The report, “The Whole-of-Firm Approach: A New Paradigm for Construction Workforce Development,” extracts findings and insights from AGC of America’s first-ever National Construction Industry HR & Workforce Conference. The November 2023 event brought together industry leaders, workforce development experts, and company representatives to focus on ideas to address workforce challenges.
The report catalogs specific examples from organizations successfully using a whole-of-firm approach, and breaks down key workforce development tactics for C-suite leaders, human resources departments and frontline teams.

Download “The Whole-of-Firm Approach: A New Paradigm for Construction Workforce Development” from https://tinyurl.com/yy8hah65.
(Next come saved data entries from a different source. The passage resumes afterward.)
//! Routing of raw MQTT events into listener decisions

use crate::processor::InboundMessage;
use bytes::Bytes;
use rumqttc::v5::mqttbytes::v5::Packet;
use rumqttc::v5::Event;

/// What the listener should do with an event
#[derive(Debug, Clone)]
pub enum EventRoute {
    /// (Re)connected; topics must be subscribed again
    ConnectionAcknowledged,
    MessageReceived { topic: String, payload: Bytes },
    Disconnected,
    /// Acks, pings and outgoing traffic
    Ignored,
}

pub struct MessageHandler;

impl MessageHandler {
    pub fn route_mqtt_event(event: &Event) -> EventRoute {
        match event {
            Event::Incoming(Packet::ConnAck(_)) => EventRoute::ConnectionAcknowledged,
            Event::Incoming(Packet::Publish(publish)) => EventRoute::MessageReceived {
                topic: String::from_utf8_lossy(&publish.topic).into_owned(),
                payload: publish.payload.clone(),
            },
            Event::Incoming(Packet::Disconnect(_)) => EventRoute::Disconnected,
            _ => EventRoute::Ignored,
        }
    }

    /// Tag a received publish with the broker it arrived on
    pub fn inbound_message(broker: &str, topic: String, payload: Bytes) -> InboundMessage {
        InboundMessage {
            topic,
            client: broker.to_string(),
            payload,
        }
    }
}
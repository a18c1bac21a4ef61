//! Observability: structured logging and in-process metrics

pub mod logging;
pub mod metrics;

pub use logging::{init_default_logging, init_logging, LogFormat};
pub use metrics::{metrics, MetricsCollector, MetricsSnapshot};

// Span macros for structured logging
pub use logging::{api_span, dispatch_span, message_span, mqtt_span};
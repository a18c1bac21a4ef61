//! Testing utilities and mock implementations
//!
//! Lets the processing pipeline be exercised without a live webhook endpoint.

pub mod mocks;

pub use mocks::*;
//! Test helpers and utilities for integration tests

use mqtt_http_bridge::store::MemoryStore;
use mqtt_http_bridge::subscription::{Subscription, SubscriptionService, SubscriptionTemplate};
use mqtt_http_bridge::template::TemplateCache;
use std::collections::BTreeMap;
use std::sync::Arc;

/// Service over a fresh in-memory store
#[allow(dead_code)]
pub fn memory_service() -> Arc<SubscriptionService> {
    Arc::new(SubscriptionService::new(
        Arc::new(MemoryStore::new()),
        Arc::new(TemplateCache::new()),
    ))
}

/// Minimal valid subscription posting to `url`
#[allow(dead_code)]
pub fn subscription(name: &str, topic: &str, url: &str) -> Subscription {
    Subscription {
        name: name.to_string(),
        topic: topic.to_string(),
        method: "POST".to_string(),
        url: url.to_string(),
        ..Default::default()
    }
}

/// Button template parameterized by `instanceId`
#[allow(dead_code)]
pub fn button_template(url: &str) -> SubscriptionTemplate {
    SubscriptionTemplate {
        subscription: Subscription {
            name: "Button {{tpl.instanceId}}".to_string(),
            topic: "zigbee2mqtt/button-{{tpl.instanceId}}".to_string(),
            extract: BTreeMap::from([("action".to_string(), "action".to_string())]),
            filter: "extract.action = 'single'".to_string(),
            method: "POST".to_string(),
            url: url.to_string(),
            body_template: r#"{"button":"{{tpl.instanceId}}","action":"{{extract.action}}"}"#
                .to_string(),
            ..Default::default()
        },
        required_parameters: ["instanceId".to_string()].into_iter().collect(),
    }
}

/// `{"key": value}` parameter map
#[allow(dead_code)]
pub fn params(pairs: &[(&str, &str)]) -> serde_json::Map<String, serde_json::Value> {
    pairs
        .iter()
        .map(|(k, v)| (k.to_string(), serde_json::Value::String(v.to_string())))
        .collect()
}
SBA Awards Bon Tool Company with the 2024 Mid-Atlantic Exporter of the Year

Bon Tool Company has been selected as both the 2024 Pennsylvania Exporter of the Year and the 2024 Mid-Atlantic Region Exporter of the Year by the Small Business Administration. This prestigious recognition highlights Bon Tool’s outstanding commitment to exporting excellence and its significant contributions to the regional economy.

Bon Tool has expanded its market presence to 84 countries beyond national borders, showcasing the strength of its products and services on a global scale.